The men are elderly, their progress slow and halting. A couple need some assistance.
When they had been in the middle – in my youth – they had been strong and robust. And skilful and determined. They had frequently argued amongst themselves, it is true – clashes of personality, as euphemistically described – but their collective will had prevailed. Six CountyChampionships and two Gillette Cups in the 1960s.
Tony Nick is the first whom I can no longer see – taken before he had even reached his half century. Hour upon hour, he had bowled uphill or into the wind: the master of seam and length, his radar permanently fixed on the top of off stump.

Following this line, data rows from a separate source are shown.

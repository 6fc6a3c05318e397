//! Wall-clock helpers

use std::time::{Duration, Instant, SystemTime, UNIX_EPOCH};

/// Get current Unix timestamp in milliseconds
pub fn unix_millis() -> u64 {
    SystemTime::now()
        .duration_since(UNIX_EPOCH)
        .unwrap_or(Duration::ZERO)
        .as_millis() as u64
}

/// Server start time for uptime tracking
static SERVER_START: std::sync::OnceLock<Instant> = std::sync::OnceLock::new();

/// Initialize server start time (call once at startup)
pub fn init_server_time() {
    SERVER_START.get_or_init(Instant::now);
}

/// Get server uptime in seconds
pub fn uptime_secs() -> u64 {
    SERVER_START
        .get()
        .map(|start| start.elapsed().as_secs())
        .unwrap_or(0)
}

Some time later, Freddie is the next to depart into the mist: gruff and opinionated, but with a cricketing brain as sharp as a tack. Phil and Don have walked off together, as you would expect the two great friends to do. One was short and round with the hands of a magician at first slip. The other, tall and angular, had followed in the path of the county’s great left-armers.
Then, the captain. At once, both England’s youngest test match player, to whom the game seemed to come so easily, and the hardened veteran – and I mean hard – with bruises to show from West Indian fast bowlers and county committees. In the field, Brian Close would take the blow at short leg, but woe betide you if you didn’t catch the rebound.
John Hampshire is the most recent to have disappeared into the mist. The straight drive was his trademark: a wonderful synthesis of power and grace. How many times, from this seat here on the terrace, have I heard the crack of the rifle-shot as bat hit ball and then waited for the muffled echo to come back from the shadows of the Football Stand?
The remainder of the team continue to make their way slowly across the distant outfield. They are still clearly visible, praise be.
With affection, I recall their younger selves: Geoffrey’s turned-up collar and immaculate straight bat; the cheery Dougie Padgett’s ruddy face (and, later, his honest appraisal of my limited showing at the Indoor School); Ken Taylor’s athletic fielding and his double life as a professional footballer; Jimmy Binks standing back to Fred behind the stumps. And Raymond, the off-spinning all-rounder and, later again, Ashes-winning captain: the cricketer on whom I modelled myself.
Of course, I realise that, fairly soon, I will have to leave my seat and start my own walk across the outfield and towards the mist. It’s a journey that we all must make at some stage. Forgive me, however, if I delay awhile: I should like to cast my mind back and – with a smile of fond memory – take another look at this team in action in the middle.
“…some we have loved, the loveliest and best, that fate and time of all their vintage pressed…”
I can never read those lines without thinking of that great team…in my case the Yorkshire of a few years earlier, with Len Hutton, Vic Wilson and Johnny Wardle joining the legends described above.